**Records from a data source**
━━━━━━━━

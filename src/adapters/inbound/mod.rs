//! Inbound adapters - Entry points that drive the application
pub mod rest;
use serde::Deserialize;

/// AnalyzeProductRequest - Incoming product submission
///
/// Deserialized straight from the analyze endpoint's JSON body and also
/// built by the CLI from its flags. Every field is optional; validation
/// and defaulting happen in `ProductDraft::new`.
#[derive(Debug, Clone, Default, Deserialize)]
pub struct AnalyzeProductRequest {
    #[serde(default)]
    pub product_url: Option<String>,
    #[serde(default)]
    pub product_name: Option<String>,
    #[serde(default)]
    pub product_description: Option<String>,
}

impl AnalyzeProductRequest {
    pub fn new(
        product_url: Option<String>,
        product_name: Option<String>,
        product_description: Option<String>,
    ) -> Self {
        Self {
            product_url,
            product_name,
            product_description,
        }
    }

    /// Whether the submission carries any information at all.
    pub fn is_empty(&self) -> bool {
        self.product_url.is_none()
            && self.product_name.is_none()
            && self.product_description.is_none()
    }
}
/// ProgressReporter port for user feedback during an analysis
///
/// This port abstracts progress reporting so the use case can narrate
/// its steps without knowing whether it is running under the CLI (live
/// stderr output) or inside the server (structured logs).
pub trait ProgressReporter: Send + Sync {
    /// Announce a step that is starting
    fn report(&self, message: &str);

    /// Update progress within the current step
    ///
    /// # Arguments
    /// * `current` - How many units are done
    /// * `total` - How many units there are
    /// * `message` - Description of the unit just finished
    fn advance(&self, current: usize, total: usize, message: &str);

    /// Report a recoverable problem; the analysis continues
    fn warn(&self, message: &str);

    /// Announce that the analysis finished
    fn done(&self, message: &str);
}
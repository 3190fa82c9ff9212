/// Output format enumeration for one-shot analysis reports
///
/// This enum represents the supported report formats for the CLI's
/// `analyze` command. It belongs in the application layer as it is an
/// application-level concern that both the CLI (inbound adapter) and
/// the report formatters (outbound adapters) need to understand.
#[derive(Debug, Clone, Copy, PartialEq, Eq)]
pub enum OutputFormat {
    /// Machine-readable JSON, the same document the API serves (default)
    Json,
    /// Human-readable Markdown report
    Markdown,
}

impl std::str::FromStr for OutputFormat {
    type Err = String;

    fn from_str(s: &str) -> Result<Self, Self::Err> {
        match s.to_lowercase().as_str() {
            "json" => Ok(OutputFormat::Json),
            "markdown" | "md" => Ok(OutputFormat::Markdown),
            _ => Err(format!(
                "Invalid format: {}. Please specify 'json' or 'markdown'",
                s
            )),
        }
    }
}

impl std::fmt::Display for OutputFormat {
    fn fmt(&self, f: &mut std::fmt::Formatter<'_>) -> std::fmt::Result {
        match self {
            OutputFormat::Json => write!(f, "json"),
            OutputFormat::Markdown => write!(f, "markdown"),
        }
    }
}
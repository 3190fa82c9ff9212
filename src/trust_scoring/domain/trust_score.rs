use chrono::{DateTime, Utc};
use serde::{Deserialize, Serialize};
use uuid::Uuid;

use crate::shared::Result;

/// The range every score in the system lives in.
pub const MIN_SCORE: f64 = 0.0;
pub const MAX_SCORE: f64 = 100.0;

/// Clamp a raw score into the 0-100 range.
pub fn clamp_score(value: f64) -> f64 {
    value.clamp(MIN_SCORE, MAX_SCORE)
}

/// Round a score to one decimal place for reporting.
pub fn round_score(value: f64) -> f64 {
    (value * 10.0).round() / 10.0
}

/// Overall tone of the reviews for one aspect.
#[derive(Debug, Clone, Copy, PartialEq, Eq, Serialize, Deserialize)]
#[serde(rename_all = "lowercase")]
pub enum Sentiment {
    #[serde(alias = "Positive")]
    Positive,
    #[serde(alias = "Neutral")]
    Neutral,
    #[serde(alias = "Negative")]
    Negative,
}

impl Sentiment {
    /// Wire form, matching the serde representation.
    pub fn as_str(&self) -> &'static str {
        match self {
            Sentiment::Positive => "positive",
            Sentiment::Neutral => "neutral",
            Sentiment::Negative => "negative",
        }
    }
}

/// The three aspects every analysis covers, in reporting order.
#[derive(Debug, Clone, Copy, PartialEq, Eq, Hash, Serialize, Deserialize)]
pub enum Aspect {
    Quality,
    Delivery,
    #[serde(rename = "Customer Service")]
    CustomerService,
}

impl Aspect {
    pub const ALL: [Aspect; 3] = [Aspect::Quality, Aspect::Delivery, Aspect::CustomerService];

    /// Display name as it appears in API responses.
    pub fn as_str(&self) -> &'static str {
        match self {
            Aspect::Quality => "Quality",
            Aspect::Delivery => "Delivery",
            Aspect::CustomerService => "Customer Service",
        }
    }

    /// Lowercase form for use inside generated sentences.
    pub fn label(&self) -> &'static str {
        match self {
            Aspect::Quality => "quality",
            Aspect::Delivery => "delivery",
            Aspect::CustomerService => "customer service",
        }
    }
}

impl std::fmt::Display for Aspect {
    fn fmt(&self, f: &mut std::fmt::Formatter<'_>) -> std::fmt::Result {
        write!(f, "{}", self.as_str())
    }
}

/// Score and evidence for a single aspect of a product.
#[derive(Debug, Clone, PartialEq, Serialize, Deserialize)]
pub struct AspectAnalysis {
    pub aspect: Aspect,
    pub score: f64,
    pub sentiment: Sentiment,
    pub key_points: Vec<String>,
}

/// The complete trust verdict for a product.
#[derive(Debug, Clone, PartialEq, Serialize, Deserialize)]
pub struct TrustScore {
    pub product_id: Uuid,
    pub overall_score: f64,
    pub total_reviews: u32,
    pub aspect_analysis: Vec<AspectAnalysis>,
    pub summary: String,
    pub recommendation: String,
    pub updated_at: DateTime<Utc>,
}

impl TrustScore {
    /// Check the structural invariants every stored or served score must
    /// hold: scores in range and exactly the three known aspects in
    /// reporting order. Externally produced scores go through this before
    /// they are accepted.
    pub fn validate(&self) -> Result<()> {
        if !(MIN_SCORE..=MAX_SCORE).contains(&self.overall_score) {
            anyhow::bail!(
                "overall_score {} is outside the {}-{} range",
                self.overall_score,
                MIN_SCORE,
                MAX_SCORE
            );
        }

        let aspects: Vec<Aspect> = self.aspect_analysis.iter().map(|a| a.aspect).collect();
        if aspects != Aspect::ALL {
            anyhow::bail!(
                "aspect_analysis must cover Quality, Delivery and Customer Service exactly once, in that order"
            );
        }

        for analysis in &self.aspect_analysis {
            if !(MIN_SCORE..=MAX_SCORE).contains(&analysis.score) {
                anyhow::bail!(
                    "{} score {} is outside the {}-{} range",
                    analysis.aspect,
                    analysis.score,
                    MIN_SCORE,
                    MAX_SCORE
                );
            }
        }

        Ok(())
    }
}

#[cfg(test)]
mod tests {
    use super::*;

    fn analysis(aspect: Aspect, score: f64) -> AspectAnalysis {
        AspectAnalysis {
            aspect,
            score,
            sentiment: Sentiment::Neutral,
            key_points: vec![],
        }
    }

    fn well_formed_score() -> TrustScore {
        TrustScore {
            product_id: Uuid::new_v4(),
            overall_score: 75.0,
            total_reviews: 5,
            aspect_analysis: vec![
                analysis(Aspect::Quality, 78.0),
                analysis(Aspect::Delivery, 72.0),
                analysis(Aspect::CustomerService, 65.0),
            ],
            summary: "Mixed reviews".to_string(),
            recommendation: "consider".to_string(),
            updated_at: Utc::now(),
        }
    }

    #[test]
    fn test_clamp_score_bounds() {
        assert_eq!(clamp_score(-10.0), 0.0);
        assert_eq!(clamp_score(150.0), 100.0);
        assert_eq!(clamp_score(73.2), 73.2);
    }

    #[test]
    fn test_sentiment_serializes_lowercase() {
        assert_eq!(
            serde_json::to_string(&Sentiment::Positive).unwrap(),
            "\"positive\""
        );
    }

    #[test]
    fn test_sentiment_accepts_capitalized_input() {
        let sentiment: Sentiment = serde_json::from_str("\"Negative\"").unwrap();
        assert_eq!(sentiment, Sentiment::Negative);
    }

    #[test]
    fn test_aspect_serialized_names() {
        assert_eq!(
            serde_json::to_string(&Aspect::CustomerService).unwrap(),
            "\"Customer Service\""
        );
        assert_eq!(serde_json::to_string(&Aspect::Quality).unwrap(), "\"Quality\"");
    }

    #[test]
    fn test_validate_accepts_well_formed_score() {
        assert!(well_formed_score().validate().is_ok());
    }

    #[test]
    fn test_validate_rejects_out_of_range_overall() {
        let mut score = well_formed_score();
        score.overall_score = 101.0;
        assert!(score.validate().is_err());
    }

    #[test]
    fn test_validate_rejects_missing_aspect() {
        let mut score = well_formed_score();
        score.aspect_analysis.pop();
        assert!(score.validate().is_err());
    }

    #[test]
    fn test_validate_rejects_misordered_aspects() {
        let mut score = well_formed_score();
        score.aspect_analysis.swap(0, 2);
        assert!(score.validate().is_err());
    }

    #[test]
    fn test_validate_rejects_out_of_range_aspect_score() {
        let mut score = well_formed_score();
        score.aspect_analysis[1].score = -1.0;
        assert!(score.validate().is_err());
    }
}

━━━━━━━━

**Work required**
In the records above, how many lines hold "summary"? Only the number is wanted.

**Output for this exercise**
2